Segment Start: Available data

use axum::{
    http::StatusCode,
    response::{IntoResponse, Response},
    Json,
};
use serde_json::json;
use std::fmt;

use crate::forms::FieldErrors;

/// Application-specific error types.
#[derive(Debug, Clone)]
pub enum AppError {
    /// Resource not found error (unknown or expired session).
    NotFound(String),
    /// Bad request error (invalid input).
    BadRequest(String),
    /// Operation not valid in the session's current step.
    Conflict(String),
    /// Form validation failed; carries every invalid field.
    Validation(FieldErrors),
    /// Required configuration is missing (e.g. the AI credential).
    Configuration(String),
    /// Error interacting with an external API.
    ExternalApiError(String),
    /// Error with context chain for better debugging.
    WithContext {
        /// The underlying source of the error.
        source: Box<AppError>,
        /// Additional context message.
        context: String,
    },
}

impl fmt::Display for AppError {
    /// Formats the error for display.
    fn fmt(&self, f: &mut fmt::Formatter<'_>) -> fmt::Result {
        match self {
            AppError::NotFound(msg) => write!(f, "Not found: {}", msg),
            AppError::BadRequest(msg) => write!(f, "Bad request: {}", msg),
            AppError::Conflict(msg) => write!(f, "Conflict: {}", msg),
            AppError::Validation(errors) => {
                write!(f, "Validation failed: {}", errors.field_names().join(", "))
            }
            AppError::Configuration(msg) => write!(f, "Configuration error: {}", msg),
            AppError::ExternalApiError(msg) => write!(f, "External API error: {}", msg),
            AppError::WithContext { source, context } => {
                write!(f, "{}: {}", context, source)
            }
        }
    }
}

impl std::error::Error for AppError {}

impl IntoResponse for AppError {
    /// Converts the error into an HTTP response.
    ///
    /// Maps each error variant to an appropriate HTTP status code and JSON body.
    /// Logs errors appropriately based on their severity.
    fn into_response(self) -> Response {
        let (status, error_message) = match self {
            AppError::NotFound(msg) => (StatusCode::NOT_FOUND, msg),
            AppError::BadRequest(msg) => (StatusCode::BAD_REQUEST, msg),
            AppError::Conflict(msg) => (StatusCode::CONFLICT, msg),
            AppError::Validation(errors) => {
                tracing::debug!("Validation failed: {:?}", errors.field_names());
                let body = Json(json!({
                    "error": "Validation failed",
                    "fields": errors,
                }));
                return (StatusCode::UNPROCESSABLE_ENTITY, body).into_response();
            }
            AppError::Configuration(msg) => {
                tracing::error!("Configuration error: {}", msg);
                (
                    StatusCode::INTERNAL_SERVER_ERROR,
                    "Service not configured".to_string(),
                )
            }
            AppError::ExternalApiError(msg) => {
                tracing::error!("External API error: {}", msg);
                (
                    StatusCode::BAD_GATEWAY,
                    "External service error".to_string(),
                )
            }
            AppError::WithContext { source, context } => {
                // Log full context chain for debugging
                tracing::error!("Error with context: {} -> {}", context, source);
                // Delegate to underlying error's response
                return source.into_response();
            }
        };

        let body = Json(json!({
            "error": error_message,
        }));

        (status, body).into_response()
    }
}

impl From<reqwest::Error> for AppError {
    /// Converts a `reqwest::Error` into an `AppError`.
    fn from(err: reqwest::Error) -> Self {
        AppError::ExternalApiError(err.to_string())
    }
}

impl From<FieldErrors> for AppError {
    fn from(errors: FieldErrors) -> Self {
        AppError::Validation(errors)
    }
}

/// Extension trait for adding context to errors.
/// Similar to `anyhow::Context` but for our `AppError` type.
pub trait ResultExt<T> {
    /// Add context to an error.
    fn context(self, context: impl Into<String>) -> Result<T, AppError>;

    /// Add context lazily (only evaluated on error).
    fn with_context<F>(self, f: F) -> Result<T, AppError>
    where
        F: FnOnce() -> String;
}

impl<T> ResultExt<T> for Result<T, AppError> {
    fn context(self, context: impl Into<String>) -> Result<T, AppError> {
        self.map_err(|e| AppError::WithContext {
            source: Box::new(e),
            context: context.into(),
        })
    }

    fn with_context<F>(self, f: F) -> Result<T, AppError>
    where
        F: FnOnce() -> String,
    {
        self.map_err(|e| AppError::WithContext {
            source: Box::new(e),
            context: f(),
        })
    }
}
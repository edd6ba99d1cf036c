//! Fixed-window request counter, one entry per client key.
//!
//! A window opens on a client's first request and resets wholesale once it
//! expires; it never rolls. A client can therefore burst up to twice the
//! limit across a window boundary.

use dashmap::DashMap;
use dashmap::mapref::entry::Entry;
use std::sync::Arc;
use std::time::{Duration, Instant};
use tokio::time::interval;
use tracing::debug;

use crate::clock::Clock;
use crate::metrics::TRACKED_CLIENTS;

// Rate limit entry - requests admitted for a client key in the current window
#[derive(Debug, Clone, Copy, PartialEq, Eq)]
pub struct RateLimitEntry {
    pub count: u32,
    pub expiry: Instant,
}

impl RateLimitEntry {
    fn is_live(&self, now: Instant) -> bool {
        now < self.expiry
    }
}

#[derive(Debug, Clone, Copy, PartialEq, Eq)]
pub enum Admission {
    Allowed,
    Rejected,
}

pub struct WindowCounterStore {
    entries: DashMap<String, RateLimitEntry>,
    limit: u32,
    window: Duration,
}

impl WindowCounterStore {
    pub fn new(limit: u32, window: Duration) -> Self {
        Self {
            entries: DashMap::new(),
            limit,
            window,
        }
    }

    pub fn limit(&self) -> u32 {
        self.limit
    }

    pub fn window(&self) -> Duration {
        self.window
    }

    /// Decides whether `key` may send one more request at `now`.
    ///
    /// Admission counts against the limit immediately, before the request is
    /// forwarded. Rejections leave the entry untouched.
    pub fn admit(&self, key: &str, now: Instant) -> Admission {
        let fresh = RateLimitEntry {
            count: 1,
            expiry: now + self.window,
        };

        // The entry guard holds the shard lock across the read-modify-write,
        // so concurrent requests for one key cannot overshoot the limit.
        // Enforcement is exact on purpose, not the soft racy cap.
        match self.entries.entry(key.to_string()) {
            Entry::Vacant(slot) => {
                slot.insert(fresh);
                Admission::Allowed
            }
            Entry::Occupied(mut slot) => {
                let entry = slot.get_mut();
                if !entry.is_live(now) {
                    *entry = fresh;
                    Admission::Allowed
                } else if entry.count >= self.limit {
                    Admission::Rejected
                } else {
                    entry.count += 1;
                    Admission::Allowed
                }
            }
        }
    }

    /// Stored count for `key`, expired or not.
    pub fn count(&self, key: &str) -> Option<u32> {
        self.entries.get(key).map(|entry| entry.count)
    }

    pub fn entry(&self, key: &str) -> Option<RateLimitEntry> {
        self.entries.get(key).map(|entry| *entry)
    }

    /// Drops every entry whose window has passed. Returns how many were removed.
    pub fn sweep(&self, now: Instant) -> usize {
        let before = self.entries.len();
        self.entries.retain(|_, entry| entry.is_live(now));
        before.saturating_sub(self.entries.len())
    }

    pub fn len(&self) -> usize {
        self.entries.len()
    }

    pub fn is_empty(&self) -> bool {
        self.entries.is_empty()
    }
}

// Eviction loop - keeps the map bounded by the number of live windows
pub async fn sweeper(
    store: Arc<WindowCounterStore>,
    clock: Arc<dyn Clock>,
    every: Duration,
) {
    let mut interval = interval(every);

    debug!(?every, "window sweeper started");

    loop {
        interval.tick().await;

        let evicted = store.sweep(clock.now());
        TRACKED_CLIENTS.set(store.len() as f64);
        if evicted > 0 {
            debug!(evicted, remaining = store.len(), "swept expired windows");
        }
    }
}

Segment End: Available data

## The task
Pull every line with "struct" from the records.

## Solution to this problem
pub struct RateLimitEntry {
pub struct WindowCounterStore {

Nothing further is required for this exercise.